Easter, however, forces us to experience that discomfort as we go through Holy Week.  It’s right there, in front of us, hard to ignore.  We go into Palm Sunday with that slightly difficult knowledge of what is to come, feeling like we’re celebrating too early – we know what happens next and what has to take place before the real celebration begins.  And over the week things come crashing down.  All that excitement turns to tragedy in just a few days.

Even with the sure knowledge of Easter Sunday just around the corner, Holy Week is hard.  But it is also beautiful.  I think we’ve all had our “where is God” moments, when we can’t find Him or hear Him and struggle to turn ourselves to face Him.  Holy Week is a reminder of those moments, while being an opportunity to get more of God in our lives, to build our relationships with Him.  Holy Week lets us set aside time to spend with God, which is made all the sweeter by the memory of times without Him.
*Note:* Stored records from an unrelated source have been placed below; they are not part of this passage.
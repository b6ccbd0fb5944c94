//! Values and objects of the host object model.
//!
//! - [`Value`] - inline primitives, native strings, enums and object references
//! - [`Object`] / [`ObjectRef`] - managed objects and wrappers around native pointers

mod object;
mod variant;

pub use object::{Object, ObjectContents, ObjectRef, PRIMITIVE_VALUE_SLOT};
pub use variant::Value;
When I was little, I used to go on holiday with my family to France, camping for a month each summer.  I always remember the feel of the carpet when we got home after every holiday.  After 4 weeks of walking bare-foot pretty much everywhere, mainly on sand, rocks and grass, carpet would feel unbelievably luxurious and soft.  The “joy” of it would feel that much greater because I’d experienced a lack of it.  That’s a trivial example, but I think it goes some way to explaining what I’m trying to say about Easter.  Because we go through a reminder of a lack of God, the knowledge of Him becomes sweeter, sharper, clearer.

Maundy Thursday and Good Friday services or meditations give us some time to think about what God did for us, and the experience that Jesus had to go through.  They allow us to dwell on the pain and to soak in that necessary realisation of the trauma of Holy Week.  It’s time to consider how that sacrifice impacts us, and what it means for our relationship with God, with ourselves and with others.  We can ask ourselves what it means for our lives, that God sent Jesus to suffer in that way.

Then, after a couple of days of allowing ourselves to consider that pain and sacrifice in as much depth as we can bear, we get to emerge into the absolute joy of Easter Sunday.  And somehow, as a joy nestled in a backdrop of sadness, it is so much greater and so much more profound.  We know what was lost, what Jesus went through, to reach this moment of joy and so we can rejoice more deeply.

For me, the sunrise service on Easter Sunday is a contender for best moment of the year.  It might be raining (one year I think it even snowed) with service sheets falling apart as we try to coax our early morning voices to manage a tune, but we are getting to celebrate the moment when God saved each and every one of us.  We get to come together and shout out those words – HE IS RISEN INDEED!  It’s a moment that defeats all other moments – God has won, and He has invited us to take a part in that victory.

In that victory we can find reassurance.  As we head into Holy Week this year, you might be feeling that God is nowhere near, or He might feel closer than ever.  You might be experiencing your own moment of joy, or that moment of joy might feel further off than ever before.  Or somewhere in between.  Just because the church calendar has brought us to Easter, doesn’t mean that our lives tally and that we will wake on Easter Sunday with that same joy mirrored in our own lives.  But the victory and joy of Jesus’ resurrection is a promise from God that we will experience that joy when we are reunited with Him.

So, if I were to give a word of advice, or encourage you to do something this Easter, I think it would be to immerse yourself in the pain of the crucifixion and then to try to allow yourself to know the joy of the resurrection, whether or not your life today holds that joy.  Take comfort from the promise that God loves you with an impossibly endless and all-encompassing love and that He has joy ready for you in an eternity that we simply can’t grasp.  Each year, we can face Good Friday because we know that we will reach Easter Sunday.  Remember that when you are facing your own Good Friday – God will give you your Easter Sunday!